たちまち、アルバは絶望に支配された。口先だけだ、ぼくを好きなんかじゃない。頭の中で誰かがささやいて、まるでそれがこの世の全てのように思わせてくる。ラスはぼくなんてどうでもいい。好きなんて嘘だ。本当に好きなのはスースだ。そうだ、スースはきれいで女なんだ。ラスが彼女を好きになるのは、ごく自然すぎる。
アルバの目に涙がにじむ。突き放されたような気持ちで胸がいっぱいだ。その気持ちの底からは怒りが生まれてくる。スースのことが好きなくせに、ぼくを愛してくれないくせに、ぼくを好きなふりをしている、許せない──。アルバにとっては、自分の考えが世界の道理だ。
ふと、ラスがアルバの姿に気づく。

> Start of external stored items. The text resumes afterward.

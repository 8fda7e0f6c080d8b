// crates/playback-decision-core/tests/hashing.rs
// ============================================================================
// Module: Canonical Input Hashing Tests
// Description: Stability and replay of the semantic input hash.
// Purpose: Ensure equivalent requests share one hash and canonical bytes replay.
// ============================================================================

//! ## Overview
//! The semantic hash is computed over RFC 8785 canonical JSON of the
//! normalized input. These tests pin determinism, schema independence,
//! request-id exclusion, and replay of the canonical bytes.

#![allow(
    clippy::panic,
    clippy::print_stdout,
    clippy::print_stderr,
    clippy::unwrap_used,
    clippy::expect_used,
    clippy::use_debug,
    clippy::dbg_macro,
    clippy::panic_in_result_fn,
    clippy::unwrap_in_result,
    reason = "Test-only output and panic-based assertions are permitted."
)]

use std::collections::HashSet;

use playback_decision_core::DEFAULT_HASH_ALGORITHM;
use playback_decision_core::DecisionInput;
use playback_decision_core::HashAlgorithm;
use playback_decision_core::HashDigest;
use playback_decision_core::canonical_input_json;
use playback_decision_core::core::hashing::hash_bytes;
use playback_decision_core::core::hashing::hash_canonical_json;
use playback_decision_core::decode_decision_input;
use playback_decision_core::evaluate_input;
use playback_decision_core::input_hash;
use serde_json::Value;
use serde_json::json;

// ============================================================================
// SECTION: Helpers
// ============================================================================

fn decode(value: &Value) -> DecisionInput {
    decode_decision_input(&serde_json::to_vec(value).unwrap()).unwrap()
}

fn hash_of(value: &Value) -> String {
    input_hash(&decode(value), DEFAULT_HASH_ALGORITHM).unwrap().value
}

fn compact_request() -> Value {
    json!({
        "api": "v3.1",
        "rid": "hash-1",
        "source": {"c": "mkv", "v": "h264", "a": "aac", "br": 4000, "w": 1280, "h": 720, "fps": 23.976},
        "caps": {"v": 1, "c": ["mp4", "mkv"], "vc": ["h264"], "ac": ["aac", "opus"], "hls": true, "dev": "tv", "mv": {"w": 1920, "h": 1080}},
        "policy": {"tx": true}
    })
}

// ============================================================================
// SECTION: Stability
// ============================================================================

/// Tests the hash is deterministic and hex encoded.
#[test]
fn hash_is_stable_across_calls() {
    let first = hash_of(&compact_request());
    let second = hash_of(&compact_request());
    assert_eq!(first, second);
    assert_eq!(first.len(), 64);
    assert!(first.chars().all(|ch| ch.is_ascii_hexdigit() && !ch.is_ascii_uppercase()));
}

/// Tests the legacy rendering of a request hashes like the compact one.
#[test]
fn legacy_and_compact_share_a_hash() {
    let legacy = json!({
        "APIVersion": "V3.1",
        "RequestID": "hash-1",
        "Source": {"container": "MKV", "videoCodec": "H264", "audioCodec": "AAC", "bitrateKbps": 4000, "width": 1280, "height": 720, "fps": 23.976},
        "Capabilities": {"version": 1, "containers": ["mkv", "mp4", "mp4"], "videoCodecs": ["h264"], "audioCodecs": ["opus", "aac"], "supportsHls": true, "deviceType": " TV ", "maxVideo": {"width": 1920, "height": 1080}},
        "Policy": {"allowTranscode": true}
    });
    assert_eq!(hash_of(&compact_request()), hash_of(&legacy));
}

#[test]
fn request_id_is_excluded() {
    let mut other = compact_request();
    other["rid"] = json!("a-different-correlation-id");
    assert_eq!(hash_of(&compact_request()), hash_of(&other));
}

#[test]
fn absent_and_false_range_share_a_hash() {
    let mut explicit = compact_request();
    explicit["caps"]["rng"] = json!(false);
    assert_eq!(hash_of(&compact_request()), hash_of(&explicit));
}

#[test]
fn semantic_changes_change_the_hash() {
    let base = hash_of(&compact_request());
    let mut policy = compact_request();
    policy["policy"]["tx"] = json!(false);
    let mut caps = compact_request();
    caps["caps"]["vc"] = json!(["h264", "hevc"]);
    let mut dims = compact_request();
    dims["caps"]["mv"]["w"] = json!(3840);
    assert_ne!(base, hash_of(&policy));
    assert_ne!(base, hash_of(&caps));
    assert_ne!(base, hash_of(&dims));
}

// ============================================================================
// SECTION: Canonical Bytes
// ============================================================================

/// Tests canonical bytes use sorted compact keys and normalized values.
#[test]
fn canonical_bytes_are_sorted_compact_json() {
    let bytes = canonical_input_json(&decode(&compact_request())).unwrap();
    let text = String::from_utf8(bytes).unwrap();
    assert!(text.starts_with(r#"{"api":"v3.1","caps":{"ac":["aac","opus"],"c":["mkv","mp4"],"dev":"tv","#), "{text}");
    assert!(!text.contains("hash-1"));
    assert!(!text.contains(' '));
}

/// Tests canonical bytes decode and replay to the same decision.
#[test]
fn canonical_bytes_replay_to_the_same_decision() {
    let input = decode(&compact_request());
    let canonical = canonical_input_json(&input).unwrap();
    let replayed = decode_decision_input(&canonical).unwrap();
    assert_eq!(
        input_hash(&replayed, DEFAULT_HASH_ALGORITHM).unwrap(),
        input_hash(&input, DEFAULT_HASH_ALGORITHM).unwrap()
    );

    let original = evaluate_input(input, DEFAULT_HASH_ALGORITHM).unwrap();
    let replay = evaluate_input(replayed, DEFAULT_HASH_ALGORITHM).unwrap();
    assert_eq!(original.mode, replay.mode);
    assert_eq!(original.reasons, replay.reasons);
    assert_eq!(original.selected, replay.selected);
    assert_eq!(original.outputs, replay.outputs);
}

// ============================================================================
// SECTION: Hash Helpers
// ============================================================================

#[test]
fn sha256_matches_known_vector() {
    let digest = hash_bytes(HashAlgorithm::Sha256, b"abc");
    assert_eq!(digest.value, "ba7816bf8f01cfea414140de5dae2223b00361a396177a9cb410ff61f20015ad");
    assert_eq!(digest.to_string(), digest.value);
}

#[test]
fn digests_deduplicate_in_hash_sets() {
    let digests: HashSet<HashDigest> = [b"abc".as_slice(), b"abc", b"abd"]
        .into_iter()
        .map(|bytes| hash_bytes(HashAlgorithm::Sha256, bytes))
        .collect();
    assert_eq!(digests.len(), 2);
}

#[test]
fn canonical_json_ignores_key_order() {
    let a = hash_canonical_json(DEFAULT_HASH_ALGORITHM, &json!({"b": 1, "a": [2, 3]})).unwrap();
    let b = hash_canonical_json(DEFAULT_HASH_ALGORITHM, &json!({"a": [2, 3], "b": 1})).unwrap();
    assert_eq!(a, b);
}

ほっとした顔になって、アルバに手を振った。アルバにはそれさえ彼が自分を弄んでいるように見える。こぼれそうな涙を我慢するため、唇を強く噛んだ。
「お前、もう帰れよ」
そう吐き捨てて、自分の馬車に帰る。ラスは今度は追いかけてきたが、馬車の扉を勢いよく閉めて拒絶した。寝床に潜り込み、両耳を強く押さえてラスの声が聞こえないようにする。これ以上傷つきたくない。ラスはしばらく馬車の外から声をかけてきているようだったが、どれだけの時間が経ったかわからなくなった頃に静かになった。

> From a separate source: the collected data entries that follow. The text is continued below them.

// ============================================================================
// SECTION: Setup
// ============================================================================

/// Installs the stderr log subscriber. `RUST_LOG` overrides the configured level.
fn init_logging(config: &LoggingConfig) -> CliResult<()> {
    let filter = EnvFilter::try_from_default_env()
        .unwrap_or_else(|_| EnvFilter::new(config.level.as_str()));
    let builder = tracing_subscriber::fmt().with_env_filter(filter).with_writer(std::io::stderr);
    let result = match config.format {
        LogFormat::Text => builder.try_init(),
        LogFormat::Json => builder.json().try_init(),
    };
    result.map_err(|err| CliError::new(format!("failed to initialize logging: {err}")))
}

/// Builds the engine with the configured observer.
fn build_engine(config: &DecisionConfig) -> CliEngine {
    let observer: Arc<dyn DecisionObserver> = if config.telemetry.enabled {
        Arc::new(TracingObserver)
    } else {
        Arc::new(NoopObserver)
    };
    DecisionEngine::new(observer, config.engine_config())
}

/// Returns the byte limit for reading a request body.
///
/// One byte past the engine limit is admitted so oversize bodies reach the
/// engine's own size check and come back as a problem.
const fn input_read_limit(engine: &CliEngine) -> usize {
    engine.config().max_input_bytes.saturating_add(1)
}

// ============================================================================
// SECTION: Commands
// ============================================================================

/// Executes the decide command.
fn command_decide(engine: &CliEngine, command: &DecideCommand) -> CliResult<ExitCode> {
    let bytes = read_input(command.input.input.as_deref(), input_read_limit(engine))?;
    let report = engine.decide_bytes(&bytes);
    write_json(&DecideOutput::from_report(&report), command.pretty)?;
    Ok(exit_code_for(report.status()))
}

/// Executes the classify command.
fn command_classify(engine: &CliEngine, command: &InputArgs) -> CliResult<ExitCode> {
    let bytes = read_input(command.input.as_deref(), input_read_limit(engine))?;
    let schema = classify_schema(&bytes);
    write_stdout_line(schema.as_str()).map_err(|err| CliError::new(output_error("stdout", &err)))?;
    Ok(ExitCode::SUCCESS)
}

/// Executes the hash command.
fn command_hash(engine: &CliEngine, command: &InputArgs) -> CliResult<ExitCode> {
    let bytes = read_input(command.input.as_deref(), input_read_limit(engine))?;
    let config = engine.config();
    let decoded = match decode_request(&bytes, config.max_input_bytes) {
        Ok(decoded) => decoded,
        Err(problem) => {
            write_json(&DecideOutput::from_problem(&problem), false)?;
            return Ok(ExitCode::FAILURE);
        }
    };
    let digest = input_hash(&decoded.input, config.hash_algorithm).map_err(hash_error)?;
    let canonical = canonical_input_json(&decoded.input).map_err(hash_error)?;
    let canonical = String::from_utf8(canonical)
        .map_err(|err| CliError::new(format!("canonical json is not utf-8: {err}")))?;
    write_json(
        &HashOutput {
            algorithm: digest.algorithm,
            hash: digest.value,
            canonical,
        },
        false,
    )?;
    Ok(ExitCode::SUCCESS)
}

/// Executes the replay command.
fn command_replay(engine: &CliEngine, command: &ReplayCommand) -> CliResult<ExitCode> {
    let bytes = read_input(Some(command.input.as_path()), input_read_limit(engine))?;
    let report = engine.decide_bytes(&bytes);
    write_json(&DecideOutput::from_report(&report), command.pretty)?;
    if let Some(expected) = &command.expect_hash {
        check_replay_hash(expected, &report)?;
    }
    Ok(exit_code_for(report.status()))
}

アルバはツィオのシャツを抱きしめてうとうととしていたが、浅い眠りは馬車をノックされる音で醒めた。バッと跳ね起きるが、すぐに恐怖が脊髄を這い上がり、彼はまた布団に潜る。ノックしたのがラスだったとして、ここで喜んで心を開いてしまえば傷つけられるに違いない。
「晩御飯ですよぉ」
扉の向こうからスースの声がする。それから、コトっと皿が置かれる音がした。
はあ、とアルバは息を吐く。傷つけられるのは嫌なのに、ラスではなかったことが悲しく思えてしまう。なんでお前がと、スースにまた怒りを抱いた。スースが食事を運んでくるのはいつものことなのに、ラスと一緒になって自分を弄んで、弱った自分を笑いにきたのだという妄想がどんどん発展していく。
「アルバさん」
スースが再び声をかけ、彼はビクッと体を震わせた。彼女から次に出てくる言葉が恐ろしい。
「あの方ね、あなたのこと大好きよ」
アルバが耳を塞ごうとした瞬間、そんな言葉が飛び込んできた。
「あなたに笑ってほしいんだって」
弄ぶにしては、彼女の声はひどく優しい。アルバはほんの少しその言葉を信じたくなったが、すぐにそんな気持ちを振り払った。
「信じるもんか」
信じたい。けれど、信じて裏切られたくない。
鼻をすすり、アルバは自分の体をきつく抱きしめる。捨てられることが何より怖かった。